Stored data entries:
________________

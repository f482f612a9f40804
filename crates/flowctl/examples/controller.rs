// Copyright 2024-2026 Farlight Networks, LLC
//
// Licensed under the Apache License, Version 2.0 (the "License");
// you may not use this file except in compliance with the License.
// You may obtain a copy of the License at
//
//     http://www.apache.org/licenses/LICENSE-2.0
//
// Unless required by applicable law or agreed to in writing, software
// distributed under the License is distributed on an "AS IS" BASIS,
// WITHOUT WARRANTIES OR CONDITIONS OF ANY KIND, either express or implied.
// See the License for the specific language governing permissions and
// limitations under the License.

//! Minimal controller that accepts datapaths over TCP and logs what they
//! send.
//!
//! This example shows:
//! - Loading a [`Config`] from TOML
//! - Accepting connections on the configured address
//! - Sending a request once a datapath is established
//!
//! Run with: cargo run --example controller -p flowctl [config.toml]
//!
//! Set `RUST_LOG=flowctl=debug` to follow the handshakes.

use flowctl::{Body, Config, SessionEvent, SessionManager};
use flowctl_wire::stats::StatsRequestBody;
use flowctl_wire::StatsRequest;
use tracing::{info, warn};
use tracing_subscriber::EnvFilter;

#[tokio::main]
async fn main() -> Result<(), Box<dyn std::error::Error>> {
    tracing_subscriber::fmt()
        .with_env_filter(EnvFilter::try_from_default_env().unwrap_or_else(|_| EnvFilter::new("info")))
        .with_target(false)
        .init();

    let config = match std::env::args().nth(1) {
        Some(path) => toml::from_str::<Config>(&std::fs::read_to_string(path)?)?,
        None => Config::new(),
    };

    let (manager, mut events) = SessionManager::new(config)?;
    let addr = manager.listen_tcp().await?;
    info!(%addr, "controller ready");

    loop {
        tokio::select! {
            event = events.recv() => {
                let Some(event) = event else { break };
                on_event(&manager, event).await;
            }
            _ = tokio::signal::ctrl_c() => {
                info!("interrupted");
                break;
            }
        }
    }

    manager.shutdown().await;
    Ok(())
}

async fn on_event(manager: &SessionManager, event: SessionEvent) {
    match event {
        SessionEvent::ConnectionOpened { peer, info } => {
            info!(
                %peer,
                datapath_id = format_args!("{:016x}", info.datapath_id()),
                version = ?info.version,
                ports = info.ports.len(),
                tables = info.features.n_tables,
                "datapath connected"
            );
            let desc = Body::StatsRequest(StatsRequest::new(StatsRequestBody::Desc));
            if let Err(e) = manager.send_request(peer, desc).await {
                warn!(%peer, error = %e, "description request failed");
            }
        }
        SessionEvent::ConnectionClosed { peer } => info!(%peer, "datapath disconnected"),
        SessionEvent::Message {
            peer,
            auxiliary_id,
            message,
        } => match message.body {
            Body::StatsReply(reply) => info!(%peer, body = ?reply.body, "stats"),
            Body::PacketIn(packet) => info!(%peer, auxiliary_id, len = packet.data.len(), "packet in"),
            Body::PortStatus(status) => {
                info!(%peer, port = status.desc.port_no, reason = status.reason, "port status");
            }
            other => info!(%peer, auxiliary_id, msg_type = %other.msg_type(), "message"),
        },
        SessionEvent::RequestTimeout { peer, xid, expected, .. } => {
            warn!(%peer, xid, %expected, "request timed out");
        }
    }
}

________________

Repeat the data in full. Nothing may be dropped or altered.

repository f482f612a9f40804
filename crates/flowctl/examples/controller.rs
// Copyright 2024-2026 Farlight Networks, LLC
//
// Licensed under the Apache License, Version 2.0 (the "License");
// you may not use this file except in compliance with the License.
// You may obtain a copy of the License at
//
//     http://www.apache.org/licenses/LICENSE-2.0
//
// Unless required by applicable law or agreed to in writing, software
// distributed under the License is distributed on an "AS IS" BASIS,
// WITHOUT WARRANTIES OR CONDITIONS OF ANY KIND, either express or implied.
// See the License for the specific language governing permissions and
// limitations under the License.

//! Minimal controller that accepts datapaths over TCP and logs what they
//! send.
//!
//! This example shows:
//! - Loading a [`Config`] from TOML
//! - Accepting connections on the configured address
//! - Sending a request once a datapath is established
//!
//! Run with: cargo run --example controller -p flowctl [config.toml]
//!
//! Set `RUST_LOG=flowctl=debug` to follow the handshakes.

use flowctl::{Body, Config, SessionEvent, SessionManager};
use flowctl_wire::stats::StatsRequestBody;
use flowctl_wire::StatsRequest;
use tracing::{info, warn};
use tracing_subscriber::EnvFilter;

#[tokio::main]
async fn main() -> Result<(), Box<dyn std::error::Error>> {
    tracing_subscriber::fmt()
        .with_env_filter(EnvFilter::try_from_default_env().unwrap_or_else(|_| EnvFilter::new("info")))
        .with_target(false)
        .init();

    let config = match std::env::args().nth(1) {
        Some(path) => toml::from_str::<Config>(&std::fs::read_to_string(path)?)?,
        None => Config::new(),
    };

    let (manager, mut events) = SessionManager::new(config)?;
    let addr = manager.listen_tcp().await?;
    info!(%addr, "controller ready");

    loop {
        tokio::select! {
            event = events.recv() => {
                let Some(event) = event else { break };
                on_event(&manager, event).await;
            }
            _ = tokio::signal::ctrl_c() => {
                info!("interrupted");
                break;
            }
        }
    }

    manager.shutdown().await;
    Ok(())
}

async fn on_event(manager: &SessionManager, event: SessionEvent) {
    match event {
        SessionEvent::ConnectionOpened { peer, info } => {
            info!(
                %peer,
                datapath_id = format_args!("{:016x}", info.datapath_id()),
                version = ?info.version,
                ports = info.ports.len(),
                tables = info.features.n_tables,
                "datapath connected"
            );
            let desc = Body::StatsRequest(StatsRequest::new(StatsRequestBody::Desc));
            if let Err(e) = manager.send_request(peer, desc).await {
                warn!(%peer, error = %e, "description request failed");
            }
        }
        SessionEvent::ConnectionClosed { peer } => info!(%peer, "datapath disconnected"),
        SessionEvent::Message {
            peer,
            auxiliary_id,
            message,
        } => match message.body {
            Body::StatsReply(reply) => info!(%peer, body = ?reply.body, "stats"),
            Body::PacketIn(packet) => info!(%peer, auxiliary_id, len = packet.data.len(), "packet in"),
            Body::PortStatus(status) => {
                info!(%peer, port = status.desc.port_no, reason = status.reason, "port status");
            }
            other => info!(%peer, auxiliary_id, msg_type = %other.msg_type(), "message"),
        },
        SessionEvent::RequestTimeout { peer, xid, expected, .. } => {
            warn!(%peer, xid, %expected, "request timed out");
        }
    }
}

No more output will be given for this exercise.